TASK. Return all lines in the data where the string "DayOfCommands" can be found.

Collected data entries
//! Guest list display formatting

use tabled::settings::Style;
use tabled::{Table, Tabled};

use crate::models::Guest;
use crate::planning::GuestStats;

use super::{or_dash, percent};

#[derive(Tabled)]
struct GuestRow {
    #[tabled(rename = "Name")]
    name: String,
    #[tabled(rename = "RSVP")]
    rsvp: &'static str,
    #[tabled(rename = "Code")]
    code: String,
    #[tabled(rename = "Relation")]
    relation: &'static str,
    #[tabled(rename = "Side")]
    side: &'static str,
    #[tabled(rename = "Plus-one")]
    plus_one: String,
    #[tabled(rename = "Meal")]
    meal: String,
}

impl From<&Guest> for GuestRow {
    fn from(guest: &Guest) -> Self {
        let plus_one = match (&guest.plus_one_name, guest.plus_one_allowed) {
            (Some(name), true) => name.clone(),
            (None, true) => "allowed".to_string(),
            _ => String::new(),
        };
        Self {
            name: guest.full_name(),
            rsvp: guest.rsvp_status.label(),
            code: guest.rsvp_code.clone(),
            relation: guest.relation.label(),
            side: guest.side.label(),
            plus_one,
            meal: guest.meal_choice.clone().unwrap_or_default(),
        }
    }
}

/// Format guests as a table
pub fn format_guest_list(guests: &[Guest]) -> String {
    if guests.is_empty() {
        return "No guests found.\n".to_string();
    }

    let mut table = Table::new(guests.iter().map(GuestRow::from));
    table.with(Style::psql());
    format!("{}\n\n{} guest(s)\n", table, guests.len())
}

/// Format RSVP counts
pub fn format_guest_stats(stats: &GuestStats) -> String {
    let mut output = String::new();
    output.push_str(&format!("Total guests:   {}\n", stats.total));
    output.push_str(&format!("  Confirmed:    {}\n", stats.confirmed));
    output.push_str(&format!("  Declined:     {}\n", stats.declined));
    output.push_str(&format!("  Pending:      {}\n", stats.pending));
    output.push_str(&format!("Plus-ones:      {}\n", stats.plus_ones));
    output.push_str(&format!("Attending:      {}\n", stats.attending));
    output.push_str(&format!("Response rate:  {}\n", percent(stats.response_rate())));
    output
}

/// Format a single guest
pub fn format_guest_details(guest: &Guest) -> String {
    let mut output = String::new();

    output.push_str(&format!("Guest: {}\n", guest.full_name()));
    output.push_str(&format!("  ID:         {}\n", guest.id));
    output.push_str(&format!("  RSVP code:  {}\n", guest.rsvp_code));
    output.push_str(&format!("  RSVP:       {}\n", guest.rsvp_status));
    output.push_str(&format!("  Email:      {}\n", or_dash(guest.email.as_deref())));
    output.push_str(&format!("  Phone:      {}\n", or_dash(guest.phone.as_deref())));
    output.push_str(&format!("  Relation:   {}\n", guest.relation));
    output.push_str(&format!("  Side:       {}\n", guest.side));
    output.push_str(&format!(
        "  Plus-one:   {}\n",
        if guest.plus_one_allowed {
            guest.plus_one_name.as_deref().unwrap_or("allowed, not named")
        } else {
            "no"
        }
    ));
    output.push_str(&format!("  Meal:       {}\n", or_dash(guest.meal_choice.as_deref())));
    output.push_str(&format!(
        "  Dietary:    {}\n",
        or_dash(guest.dietary_restrictions.as_deref())
    ));
    if let Some(notes) = guest.notes.as_deref().filter(|n| !n.is_empty()) {
        output.push_str("  Notes:\n");
        for line in notes.lines() {
            output.push_str(&format!("    {}\n", line));
        }
    }

    output
}
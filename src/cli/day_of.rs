//! Day-of schedule CLI commands

use clap::Subcommand;

use crate::display::format_schedule;
use crate::error::{WedplanError, WedplanResult};
use crate::models::day_of::parse_time;
use crate::services::{CreateEventInput, DayOfService};
use crate::storage::Storage;

/// Day-of subcommands
#[derive(Subcommand)]
pub enum DayOfCommands {
    /// Show the running order
    List,
    /// Add an entry to the schedule
    Add {
        /// What happens
        title: String,
        /// Start time (HH:MM, 24-hour)
        start: String,
        /// End time (HH:MM, 24-hour)
        #[arg(short, long)]
        end: Option<String>,
        /// Where it happens
        #[arg(short, long)]
        location: Option<String>,
        /// Who is responsible
        #[arg(short, long)]
        owner: Option<String>,
        /// Details
        #[arg(short, long)]
        description: Option<String>,
    },
    /// Remove an entry
    Remove {
        /// Entry title or ID
        event: String,
    },
}

/// Handle a day-of command
pub fn handle_day_of_command(storage: &Storage, cmd: DayOfCommands) -> WedplanResult<()> {
    let service = DayOfService::new(storage);

    match cmd {
        DayOfCommands::List => {
            let events = service.schedule()?;
            print!("{}", format_schedule(&events));
        }

        DayOfCommands::Add {
            title,
            start,
            end,
            location,
            owner,
            description,
        } => {
            let time = |s: &str| parse_time(s).map_err(|e| WedplanError::Validation(e.to_string()));
            let event = service.add(CreateEventInput {
                title,
                start_time: time(&start)?,
                end_time: end.as_deref().map(time).transpose()?,
                location,
                description,
                assigned_to: owner,
            })?;
            println!("Scheduled: {} {}", event.time_range(), event.title);
        }

        DayOfCommands::Remove { event } => {
            let event = service.remove(&event)?;
            println!("Removed: {}", event);
        }
    }

    Ok(())
}
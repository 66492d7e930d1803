//! Audit entry data structures

use chrono::{DateTime, Utc};
use serde::{Deserialize, Serialize};

/// Types of operations that can be audited
#[derive(Debug, Clone, Copy, PartialEq, Eq, Serialize, Deserialize)]
#[serde(rename_all = "lowercase")]
pub enum Operation {
    Create,
    Update,
    Delete,
}

impl std::fmt::Display for Operation {
    fn fmt(&self, f: &mut std::fmt::Formatter<'_>) -> std::fmt::Result {
        match self {
            Operation::Create => write!(f, "CREATE"),
            Operation::Update => write!(f, "UPDATE"),
            Operation::Delete => write!(f, "DELETE"),
        }
    }
}

/// Types of entities that can be audited
#[derive(Debug, Clone, Copy, PartialEq, Eq, Serialize, Deserialize)]
#[serde(rename_all = "snake_case")]
pub enum EntityType {
    Wedding,
    Task,
    BudgetCategory,
    BudgetItem,
    Guest,
    Vendor,
    Moodboard,
    DayOfEvent,
}

impl std::fmt::Display for EntityType {
    fn fmt(&self, f: &mut std::fmt::Formatter<'_>) -> std::fmt::Result {
        match self {
            EntityType::Wedding => write!(f, "Wedding"),
            EntityType::Task => write!(f, "Task"),
            EntityType::BudgetCategory => write!(f, "BudgetCategory"),
            EntityType::BudgetItem => write!(f, "BudgetItem"),
            EntityType::Guest => write!(f, "Guest"),
            EntityType::Vendor => write!(f, "Vendor"),
            EntityType::Moodboard => write!(f, "Moodboard"),
            EntityType::DayOfEvent => write!(f, "DayOfEvent"),
        }
    }
}

/// A single audit log entry
///
/// Records one operation on an entity, with JSON snapshots of the entity
/// before and after where they apply.
#[derive(Debug, Clone, Serialize, Deserialize)]
pub struct AuditEntry {
    pub timestamp: DateTime<Utc>,

    pub operation: Operation,

    pub entity_type: EntityType,

    /// Short display ID of the entity (`gst-1a2b3c4d`)
    pub entity_id: String,

    /// Human-readable name (guest name, vendor name...)
    #[serde(skip_serializing_if = "Option::is_none")]
    pub entity_name: Option<String>,

    #[serde(skip_serializing_if = "Option::is_none")]
    pub before: Option<serde_json::Value>,

    #[serde(skip_serializing_if = "Option::is_none")]
    pub after: Option<serde_json::Value>,

    #[serde(skip_serializing_if = "Option::is_none")]
    pub diff_summary: Option<String>,
}

impl AuditEntry {
    pub fn create<T: Serialize>(
        entity_type: EntityType,
        entity_id: impl Into<String>,
        entity_name: Option<String>,
        entity: &T,
    ) -> Self {
        Self {
            timestamp: Utc::now(),
            operation: Operation::Create,
            entity_type,
            entity_id: entity_id.into(),
            entity_name,
            before: None,
            after: serde_json::to_value(entity).ok(),
            diff_summary: None,
        }
    }

    pub fn update<T: Serialize>(
        entity_type: EntityType,
        entity_id: impl Into<String>,
        entity_name: Option<String>,
        before: &T,
        after: &T,
        diff_summary: Option<String>,
    ) -> Self {
        Self {
            timestamp: Utc::now(),
            operation: Operation::Update,
            entity_type,
            entity_id: entity_id.into(),
            entity_name,
            before: serde_json::to_value(before).ok(),
            after: serde_json::to_value(after).ok(),
            diff_summary,
        }
    }

    pub fn delete<T: Serialize>(
        entity_type: EntityType,
        entity_id: impl Into<String>,
        entity_name: Option<String>,
        entity: &T,
    ) -> Self {
        Self {
            timestamp: Utc::now(),
            operation: Operation::Delete,
            entity_type,
            entity_id: entity_id.into(),
            entity_name,
            before: serde_json::to_value(entity).ok(),
            after: None,
            diff_summary: None,
        }
    }

    /// One line per entry, plus an indented line of changes for updates
    pub fn format_human_readable(&self) -> String {
        let mut output = format!(
            "[{}] {} {} {}",
            self.timestamp.format("%Y-%m-%d %H:%M:%S UTC"),
            self.operation,
            self.entity_type,
            self.entity_id
        );

        if let Some(name) = &self.entity_name {
            output.push_str(&format!(" ({})", name));
        }

        if let Some(diff) = &self.diff_summary {
            output.push_str(&format!("\n  Changes: {}", diff));
        }

        output
    }
}
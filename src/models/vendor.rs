//! Vendor model

use chrono::{DateTime, Utc};
use serde::{Deserialize, Serialize};
use std::fmt;

use super::category::Category;
use super::ids::VendorId;
use super::money::Money;

labeled_enum! {
    /// Where the couple stands with a vendor
    pub enum VendorStatus {
        Researching => ("researching", "Researching"),
        Contacted => ("contacted", "Contacted"),
        Quoted => ("quoted", "Quoted"),
        Booked => ("booked", "Booked"),
        Declined => ("declined", "Declined"),
    }
}

impl Default for VendorStatus {
    fn default() -> Self {
        Self::Researching
    }
}

/// A photographer, florist, caterer...
#[derive(Debug, Clone, Serialize, Deserialize)]
pub struct Vendor {
    pub id: VendorId,

    pub name: String,

    pub category: Category,

    #[serde(default)]
    pub contact_name: Option<String>,

    #[serde(default)]
    pub email: Option<String>,

    #[serde(default)]
    pub phone: Option<String>,

    #[serde(default)]
    pub website: Option<String>,

    #[serde(default)]
    pub status: VendorStatus,

    #[serde(default)]
    pub quoted_price: Option<Money>,

    #[serde(default)]
    pub final_price: Option<Money>,

    #[serde(default)]
    pub deposit_amount: Option<Money>,

    #[serde(default)]
    pub deposit_paid: bool,

    #[serde(default)]
    pub contract_signed: bool,

    #[serde(default)]
    pub notes: Option<String>,

    /// 1 to 5 stars
    #[serde(default)]
    pub rating: Option<u8>,

    pub created_at: DateTime<Utc>,

    pub updated_at: DateTime<Utc>,
}

impl Vendor {
    pub fn new(name: impl Into<String>, category: Category) -> Self {
        let now = Utc::now();
        Self {
            id: VendorId::new(),
            name: name.into(),
            category,
            contact_name: None,
            email: None,
            phone: None,
            website: None,
            status: VendorStatus::default(),
            quoted_price: None,
            final_price: None,
            deposit_amount: None,
            deposit_paid: false,
            contract_signed: false,
            notes: None,
            rating: None,
            created_at: now,
            updated_at: now,
        }
    }

    pub fn is_booked(&self) -> bool {
        self.status == VendorStatus::Booked
    }

    /// Final price when agreed, otherwise the quote
    pub fn committed_price(&self) -> Money {
        self.final_price.or(self.quoted_price).unwrap_or_default()
    }

    /// Deposit amount counted as paid
    pub fn paid_deposit(&self) -> Money {
        if self.deposit_paid {
            self.deposit_amount.unwrap_or_default()
        } else {
            Money::zero()
        }
    }

    pub fn set_status(&mut self, status: VendorStatus) {
        self.status = status;
        self.updated_at = Utc::now();
    }

    pub fn validate(&self) -> Result<(), VendorValidationError> {
        if self.name.trim().is_empty() {
            return Err(VendorValidationError::EmptyName);
        }

        if let Some(rating) = self.rating {
            if !(1..=5).contains(&rating) {
                return Err(VendorValidationError::InvalidRating(rating));
            }
        }

        for (field, amount) in [
            ("quoted price", self.quoted_price),
            ("final price", self.final_price),
            ("deposit amount", self.deposit_amount),
        ] {
            if amount.is_some_and(|a| a.is_negative()) {
                return Err(VendorValidationError::NegativeAmount(field));
            }
        }

        Ok(())
    }
}

impl fmt::Display for Vendor {
    fn fmt(&self, f: &mut fmt::Formatter<'_>) -> fmt::Result {
        write!(f, "{}", self.name)
    }
}

#[derive(Debug, Clone, PartialEq, Eq)]
pub enum VendorValidationError {
    EmptyName,
    InvalidRating(u8),
    NegativeAmount(&'static str),
}

impl fmt::Display for VendorValidationError {
    fn fmt(&self, f: &mut fmt::Formatter<'_>) -> fmt::Result {
        match self {
            Self::EmptyName => write!(f, "Vendor name cannot be empty"),
            Self::InvalidRating(r) => write!(f, "Rating must be between 1 and 5, got {}", r),
            Self::NegativeAmount(field) => write!(f, "The {} cannot be negative", field),
        }
    }
}

impl std::error::Error for VendorValidationError {}
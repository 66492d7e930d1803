//! wedplan - terminal-first wedding planner
//!
//! This library provides the core functionality for the wedplan application:
//! a timeline derived from the wedding date, a budget split into categories
//! with tracked expenses, the guest list with RSVP codes, vendors,
//! moodboards, the day-of running order and an inspiration search backed by
//! Pinterest.
//!
//! # Architecture
//!
//! The crate is organized into the following modules:
//!
//! - `config`: Configuration and path management
//! - `error`: Custom error types
//! - `models`: Core data models (wedding, tasks, budget, guests, vendors, ...)
//! - `planning`: Pure derivations: schedule, aggregates, filters
//! - `storage`: JSON file storage layer
//! - `services`: Business logic layer
//! - `audit`: Audit logging system
//! - `onboarding`: First-run wizard
//! - `inspiration`: Pin search client and HTTP proxy
//! - `export`: JSON, YAML and CSV export
//! - `display`: Terminal formatting
//! - `cli`: Command handlers
//!
//! # Example
//!
//! ```rust,ignore
//! use wedplan::config::{paths::WedplanPaths, settings::Settings};
//!
//! let paths = WedplanPaths::new()?;
//! let settings = Settings::load_or_create(&paths)?;
//! ```

pub mod audit;
pub mod cli;
pub mod config;
pub mod display;
pub mod error;
pub mod export;
pub mod inspiration;
pub mod logging;
pub mod models;
pub mod onboarding;
pub mod planning;
pub mod services;
pub mod storage;

pub use error::{WedplanError, WedplanResult};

YOUR RESPONSE.
pub enum DayOfCommands {
pub fn handle_day_of_command(storage: &Storage, cmd: DayOfCommands) -> WedplanResult<()> {
        DayOfCommands::List => {
        DayOfCommands::Add {
        DayOfCommands::Remove { event } => {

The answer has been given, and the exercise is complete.